On pourrait penser qu'un tel reconnaissance de la réalité et de la gravité du problème aurait trouvé un écho auprès du public et aurait créé une base pour un dialogue positif. Mais l'inverse s'est produit. Au lieu d'approbation, on a entendu des cris de désaccord et d'insatisfaction. Les étudiants n'ont clairement pas été inspirés par le message optimiste concernant l'IA au moment où ils se préparent à entrer sur le marché du travail dans des conditions d'incertitude profonde.

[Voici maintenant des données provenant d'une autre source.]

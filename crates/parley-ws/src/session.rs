use parley_core::presence::PresenceBroadcaster;
use parley_core::registry::SessionHandle;
use parley_models::gateway::CLOSE_SUPERSEDED;

/// Keeps a session registered for as long as the connection task holds it.
///
/// Dropping the guard unregisters the session and, if it was still the
/// user's current one, broadcasts `user-offline`. This also runs when the
/// connection task is cancelled or unwinds.
pub(crate) struct SessionGuard {
    presence: PresenceBroadcaster,
    handle: SessionHandle,
}

impl SessionGuard {
    pub(crate) fn open(
        presence: PresenceBroadcaster,
        handle: SessionHandle,
        evict_superseded: bool,
    ) -> Self {
        if let Some(previous) = presence.session_opened(handle.clone()) {
            if evict_superseded {
                tracing::info!(
                    user_id = previous.user_id(),
                    session_id = %previous.session_id(),
                    "gateway: evicting superseded session"
                );
                previous.close(CLOSE_SUPERSEDED, "Session replaced by a newer connection");
            } else {
                tracing::debug!(
                    user_id = previous.user_id(),
                    session_id = %previous.session_id(),
                    "gateway: session superseded, left open"
                );
            }
        }
        Self { presence, handle }
    }

    pub(crate) fn handle(&self) -> &SessionHandle {
        &self.handle
    }
}

impl Drop for SessionGuard {
    fn drop(&mut self) {
        self.presence.session_closed(&self.handle);
    }
}
use axum::{extract::State, http::StatusCode, response::IntoResponse, Json};
use parley_core::{auth, AppState};
use parley_models::user::User;
use serde::{Deserialize, Serialize};

use crate::error::ApiError;

#[derive(Deserialize)]
pub struct RegisterRequest {
    #[serde(default)]
    pub name: String,
    #[serde(default)]
    pub email: String,
    #[serde(default)]
    pub password: String,
}

#[derive(Deserialize)]
pub struct LoginRequest {
    #[serde(default)]
    pub email: String,
    #[serde(default)]
    pub password: String,
}

#[derive(Serialize)]
pub struct AuthResponse {
    pub user: User,
    pub token: String,
}

fn normalize_email(raw: &str) -> String {
    raw.trim().to_ascii_lowercase()
}

pub async fn register(
    State(state): State<AppState>,
    Json(body): Json<RegisterRequest>,
) -> Result<impl IntoResponse, ApiError> {
    let name = body.name.trim();
    let email = normalize_email(&body.email);
    parley_util::validation::validate_display_name(name)
        .map_err(|e| ApiError::BadRequest(e.to_string()))?;
    parley_util::validation::validate_email(&email)
        .map_err(|e| ApiError::BadRequest(e.to_string()))?;
    parley_util::validation::validate_password(&body.password)
        .map_err(|e| ApiError::BadRequest(e.to_string()))?;

    if parley_db::users::get_user_by_email(&state.db, &email)
        .await?
        .is_some()
    {
        return Err(ApiError::Conflict("Email already registered".into()));
    }

    let password_hash = auth::hash_password(&body.password)?;
    let user = parley_db::users::create_user(
        &state.db,
        parley_util::snowflake::generate(1),
        name,
        &email,
        &password_hash,
    )
    .await?;

    let token = auth::create_token(user.id, &state.config.jwt_secret, state.config.jwt_expiry_seconds)?;
    tracing::info!(user_id = user.id, role = user.role.as_str(), "auth: user registered");

    Ok((
        StatusCode::CREATED,
        Json(AuthResponse {
            user: user.to_model(),
            token,
        }),
    ))
}

pub async fn login(
    State(state): State<AppState>,
    Json(body): Json<LoginRequest>,
) -> Result<Json<AuthResponse>, ApiError> {
    let email = normalize_email(&body.email);
    if email.is_empty() || body.password.is_empty() {
        return Err(ApiError::BadRequest("Email and password are required".into()));
    }

    let user = parley_db::users::get_user_by_email(&state.db, &email)
        .await?
        .ok_or(ApiError::Unauthorized)?;
    if !auth::verify_password(&body.password, &user.password_hash)? {
        tracing::debug!(user_id = user.id, "auth: bad password");
        return Err(ApiError::Unauthorized);
    }

    let token = auth::create_token(user.id, &state.config.jwt_secret, state.config.jwt_expiry_seconds)?;
    Ok(Json(AuthResponse {
        user: user.to_model(),
        token,
    }))
}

Génération de jeunesse en anxiété
Les huées adressées à Schmidt lors de la graduation ne constituent pas simplement un discours public raté. C'est un indicateur de sentiments réels et profonds parmi les jeunes concernant l'IA :
- Peur aigüe du chômage en raison de l'automatisation
- Scepticisme envers les promesses optimistes concernant le progrès technologique
- Méfiance envers les leaders de la Silicon Valley et leur vision de l'avenir
- Un sentiment d'injustice : on leur demande d'attendre, mais personne n'offre de garanties
- Une conviction que la génération précédente sous-estime leurs préoccupations
Pour les diplômés, l'IA n'est pas une technologie abstraite ou passionnante. C'est une menace très concrète pour leurs premiers pas professionnels. Tandis que les investisseurs voient un énorme potentiel de croissance dans l'IA, les jeunes voient la concurrence avec les machines sur le marché du travail, un marché dans lequel ils commencent à peine à s'orienter.
Reconnaissance vs Conviction
Le paradoxe du discours de Schmidt est qu'il a raison dans sa description des problèmes réels. Mais sa solution—croire que la technologie elle-même réglera tout—semble peu convaincante. Les jeunes aimeraient entendre un plan concret : comment ils vont gagner de l'argent, quelles compétences développer, comment la société protégera ceux remplacés par l'IA, quel contrat social les attend.
Ce que cela signifie
Les huées lors de la remise des diplômes constituent un signal aux développeurs d'IA et aux décideurs politiques que ce qui est nécessaire n'est pas seulement un optimisme technologique supplémentaire. Des garanties réelles sont requises : des programmes de reconversion, une protection sociale et des opportunités d'emploi tangibles pour la génération la plus jeune dans un monde où l'IA automatise de plus en plus d'emplois.